> _YOUR GOAL_
In the listing below, find every line containing "scoped" and copy it out.

RECORDED DATA START

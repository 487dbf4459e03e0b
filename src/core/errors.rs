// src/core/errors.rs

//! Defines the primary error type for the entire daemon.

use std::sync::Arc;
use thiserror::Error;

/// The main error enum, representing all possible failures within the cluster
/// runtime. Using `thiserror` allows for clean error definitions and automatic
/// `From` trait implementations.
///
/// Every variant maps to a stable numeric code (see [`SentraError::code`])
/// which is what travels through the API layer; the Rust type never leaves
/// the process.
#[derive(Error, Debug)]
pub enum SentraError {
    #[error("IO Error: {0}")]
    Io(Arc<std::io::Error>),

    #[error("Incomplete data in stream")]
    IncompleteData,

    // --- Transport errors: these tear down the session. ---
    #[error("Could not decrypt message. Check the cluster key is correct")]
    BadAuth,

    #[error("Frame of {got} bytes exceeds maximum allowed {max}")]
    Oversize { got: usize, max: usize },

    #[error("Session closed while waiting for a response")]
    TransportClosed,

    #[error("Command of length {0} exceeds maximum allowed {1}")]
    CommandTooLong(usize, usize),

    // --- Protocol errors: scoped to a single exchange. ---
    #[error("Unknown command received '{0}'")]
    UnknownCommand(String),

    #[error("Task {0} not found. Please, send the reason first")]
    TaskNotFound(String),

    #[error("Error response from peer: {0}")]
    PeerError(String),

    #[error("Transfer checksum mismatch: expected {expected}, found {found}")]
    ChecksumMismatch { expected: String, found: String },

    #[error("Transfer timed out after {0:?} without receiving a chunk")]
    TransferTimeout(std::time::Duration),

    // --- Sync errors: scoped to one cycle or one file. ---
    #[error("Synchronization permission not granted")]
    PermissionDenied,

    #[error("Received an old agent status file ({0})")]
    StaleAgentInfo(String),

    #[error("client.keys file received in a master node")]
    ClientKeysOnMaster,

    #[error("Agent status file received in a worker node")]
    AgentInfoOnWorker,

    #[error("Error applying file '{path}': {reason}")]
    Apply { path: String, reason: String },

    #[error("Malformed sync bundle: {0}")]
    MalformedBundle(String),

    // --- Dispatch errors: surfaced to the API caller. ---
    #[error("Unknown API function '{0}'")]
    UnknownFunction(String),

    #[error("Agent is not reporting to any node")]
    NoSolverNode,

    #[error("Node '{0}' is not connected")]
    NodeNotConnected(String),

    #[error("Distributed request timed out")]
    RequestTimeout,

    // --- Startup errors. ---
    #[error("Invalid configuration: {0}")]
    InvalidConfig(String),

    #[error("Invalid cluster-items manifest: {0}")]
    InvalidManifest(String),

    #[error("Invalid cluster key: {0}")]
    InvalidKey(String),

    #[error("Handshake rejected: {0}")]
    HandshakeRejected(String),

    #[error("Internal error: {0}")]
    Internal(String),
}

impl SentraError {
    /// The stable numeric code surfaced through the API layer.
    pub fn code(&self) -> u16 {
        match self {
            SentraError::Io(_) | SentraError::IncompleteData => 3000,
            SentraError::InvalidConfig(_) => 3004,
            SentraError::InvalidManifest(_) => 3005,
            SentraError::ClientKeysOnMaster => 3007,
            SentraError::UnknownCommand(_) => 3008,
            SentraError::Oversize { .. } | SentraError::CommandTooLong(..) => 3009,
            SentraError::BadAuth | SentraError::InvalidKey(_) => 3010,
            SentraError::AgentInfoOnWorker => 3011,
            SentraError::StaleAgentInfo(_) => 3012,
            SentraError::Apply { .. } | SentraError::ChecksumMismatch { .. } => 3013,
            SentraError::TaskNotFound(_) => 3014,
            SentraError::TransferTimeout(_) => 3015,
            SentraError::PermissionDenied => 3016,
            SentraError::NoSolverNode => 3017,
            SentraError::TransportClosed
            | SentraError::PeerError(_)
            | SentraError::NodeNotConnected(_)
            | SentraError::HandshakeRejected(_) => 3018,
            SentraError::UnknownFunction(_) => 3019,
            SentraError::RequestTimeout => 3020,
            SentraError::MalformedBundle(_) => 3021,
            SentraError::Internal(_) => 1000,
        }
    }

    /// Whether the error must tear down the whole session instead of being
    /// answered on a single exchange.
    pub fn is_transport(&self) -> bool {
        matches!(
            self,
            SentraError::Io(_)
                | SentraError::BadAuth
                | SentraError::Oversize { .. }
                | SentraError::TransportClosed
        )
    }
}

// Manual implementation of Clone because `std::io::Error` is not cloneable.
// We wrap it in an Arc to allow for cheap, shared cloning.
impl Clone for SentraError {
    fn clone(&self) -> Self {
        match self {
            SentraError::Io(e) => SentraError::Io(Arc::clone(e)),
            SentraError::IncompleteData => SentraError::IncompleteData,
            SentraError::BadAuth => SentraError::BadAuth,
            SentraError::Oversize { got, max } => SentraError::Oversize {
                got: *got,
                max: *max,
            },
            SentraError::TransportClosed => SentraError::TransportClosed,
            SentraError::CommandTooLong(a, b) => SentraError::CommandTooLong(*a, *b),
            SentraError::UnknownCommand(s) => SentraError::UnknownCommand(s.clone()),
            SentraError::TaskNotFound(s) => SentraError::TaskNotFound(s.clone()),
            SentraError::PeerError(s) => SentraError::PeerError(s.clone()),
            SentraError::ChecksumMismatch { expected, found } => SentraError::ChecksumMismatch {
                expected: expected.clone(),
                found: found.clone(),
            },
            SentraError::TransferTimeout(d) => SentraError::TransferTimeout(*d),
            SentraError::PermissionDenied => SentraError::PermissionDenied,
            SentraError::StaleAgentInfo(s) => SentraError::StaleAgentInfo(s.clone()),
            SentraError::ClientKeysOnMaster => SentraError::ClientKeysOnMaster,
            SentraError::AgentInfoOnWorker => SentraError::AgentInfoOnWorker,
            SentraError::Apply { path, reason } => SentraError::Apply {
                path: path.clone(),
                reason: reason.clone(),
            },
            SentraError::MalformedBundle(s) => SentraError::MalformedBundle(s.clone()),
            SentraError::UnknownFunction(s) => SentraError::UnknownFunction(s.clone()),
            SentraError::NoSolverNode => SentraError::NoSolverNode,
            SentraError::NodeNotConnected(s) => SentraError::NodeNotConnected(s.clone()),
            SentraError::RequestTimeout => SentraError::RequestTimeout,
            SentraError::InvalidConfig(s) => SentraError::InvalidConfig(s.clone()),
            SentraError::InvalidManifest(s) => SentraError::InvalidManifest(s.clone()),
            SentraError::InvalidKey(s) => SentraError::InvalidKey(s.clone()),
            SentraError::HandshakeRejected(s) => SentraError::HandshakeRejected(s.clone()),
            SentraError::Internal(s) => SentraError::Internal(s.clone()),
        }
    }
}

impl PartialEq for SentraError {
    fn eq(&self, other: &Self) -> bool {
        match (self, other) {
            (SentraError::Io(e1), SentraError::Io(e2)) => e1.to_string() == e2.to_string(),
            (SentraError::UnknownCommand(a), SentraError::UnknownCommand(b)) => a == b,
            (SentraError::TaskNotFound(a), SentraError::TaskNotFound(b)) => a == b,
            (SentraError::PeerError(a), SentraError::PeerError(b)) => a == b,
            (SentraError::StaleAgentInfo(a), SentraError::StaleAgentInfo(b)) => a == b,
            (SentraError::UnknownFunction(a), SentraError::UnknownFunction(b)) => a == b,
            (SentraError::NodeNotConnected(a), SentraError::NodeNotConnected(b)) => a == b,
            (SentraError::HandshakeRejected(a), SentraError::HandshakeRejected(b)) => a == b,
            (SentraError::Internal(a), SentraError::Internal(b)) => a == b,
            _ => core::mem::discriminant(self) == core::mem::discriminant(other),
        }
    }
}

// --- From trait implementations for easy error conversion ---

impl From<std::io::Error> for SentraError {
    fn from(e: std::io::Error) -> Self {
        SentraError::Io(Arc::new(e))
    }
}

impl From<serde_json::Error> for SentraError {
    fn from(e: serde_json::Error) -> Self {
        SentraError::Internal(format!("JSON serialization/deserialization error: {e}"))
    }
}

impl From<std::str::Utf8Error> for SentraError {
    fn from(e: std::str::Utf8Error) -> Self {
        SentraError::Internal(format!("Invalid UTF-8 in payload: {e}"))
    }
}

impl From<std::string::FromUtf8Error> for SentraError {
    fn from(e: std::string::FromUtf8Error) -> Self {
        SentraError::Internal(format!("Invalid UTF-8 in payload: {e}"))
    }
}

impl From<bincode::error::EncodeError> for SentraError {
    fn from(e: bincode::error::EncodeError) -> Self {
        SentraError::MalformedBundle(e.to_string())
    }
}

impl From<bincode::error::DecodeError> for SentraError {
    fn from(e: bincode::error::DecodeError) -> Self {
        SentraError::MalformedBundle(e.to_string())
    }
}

RECORDED DATA END

> _SOLVED PROBLEM_
    // --- Protocol errors: scoped to a single exchange. ---
    // --- Sync errors: scoped to one cycle or one file. ---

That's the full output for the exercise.